In the 1968 campaign, Rafferty opined that those caught in the act of looting should be shot. He urged quick, stiff punishment for crimes, saying “Retribution is what I’m talking about, friends, and ever since we crawled out of caves, retribution has followed wrongdoing as the night does the day.” He promised never to vote for higher taxes or for foreign aid to “dictators who hate us,” and he criticized judges who “coddle criminals,” saying he could not have voted to confirm any of the then Supreme Court Justices.
Cranston won.
Two years later, in 1970, Rafferty failed in his bid for a third term as superintendent of public instruction, losing to Wilson Riles, the first African-American to be elected to statewide office in California and a Democrat in the nonpartisan race.
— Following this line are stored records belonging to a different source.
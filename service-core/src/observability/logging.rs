use opentelemetry::KeyValue;
use opentelemetry_otlp::WithExportConfig;
use opentelemetry_sdk::{Resource, runtime, trace as sdktrace};
use tracing_subscriber::{layer::SubscriberExt, util::SubscriberInitExt};

/// Install the global tracing subscriber.
///
/// Logs are emitted as flattened JSON. `RUST_LOG` overrides `log_level`.
/// Spans are additionally exported over OTLP when `otlp_endpoint` is set;
/// an exporter that fails to start is reported and skipped.
pub fn init_tracing(service_name: &str, log_level: &str, otlp_endpoint: Option<&str>) {
    let env_filter = tracing_subscriber::EnvFilter::try_from_default_env()
        .unwrap_or_else(|_| tracing_subscriber::EnvFilter::new(log_level));

    let telemetry = otlp_endpoint.and_then(|endpoint| {
        let otlp_exporter = opentelemetry_otlp::new_exporter()
            .tonic()
            .with_endpoint(endpoint);

        match opentelemetry_otlp::new_pipeline()
            .tracing()
            .with_exporter(otlp_exporter)
            .with_trace_config(sdktrace::config().with_resource(Resource::new(vec![
                KeyValue::new("service.name", service_name.to_string()),
            ])))
            .install_batch(runtime::Tokio)
        {
            Ok(tracer) => Some(tracing_opentelemetry::layer().with_tracer(tracer)),
            Err(e) => {
                eprintln!(
                    "Failed to initialize OTLP tracer for service '{}' at endpoint '{}': {}",
                    service_name, endpoint, e
                );
                None
            }
        }
    });

    tracing_subscriber::registry()
        .with(env_filter)
        .with(telemetry)
        .with(
            tracing_subscriber::fmt::layer()
                .with_file(true)
                .with_line_number(true)
                .json()
                .flatten_event(true),
        )
        .init();
}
Rafferty then moved to Alabama to serve on the faculty at Troy University in Troy, Alabama, serving as Dean of Education from 1971 to 1981. In Birmingham, they loved the governor, George Wallace, whose defection from the Democratic Party in 1968 diverted much of the Dixiecrat vote to himself, a major factor in Richard Nixon’s defeat of Democrat Hubert Humphrey.
Rafferty jumped right into Alabama politics and in 1972, he campaigned for and served as a stand-in speaker for Wallace after the latter had reinvented himself as a Democrat and was seeking the Democratic nomination for U.S. President, until Wallace was felled by would-be assassin, Arthur Bremer in May of that year.
Rafferty was the author of several books on educational philosophy, including Practice and Trends in School Administration (1961), the previously-mentioned Suffer, Little Children (1962), What They Are Doing to Your Children (1964), and Max Rafferty on Education (1968). His newspaper column, “Dr. Max Rafferty”, was syndicated nationally. He was the recipient of the George Washington Honor Medal from the Freedoms Foundation.
Rafferty was named the Sorrell Chairman of Education at Troy University in 1981. In 1982 he was appointed by President Ronald Reagan to a national advisory board on the financing of elementary and secondary education.
Rafferty was active in the Lions Club and Rotary International. He died on June 13, 1982, at age 65 when his car plunged off an earthen dam into a pond near Troy, Alabama.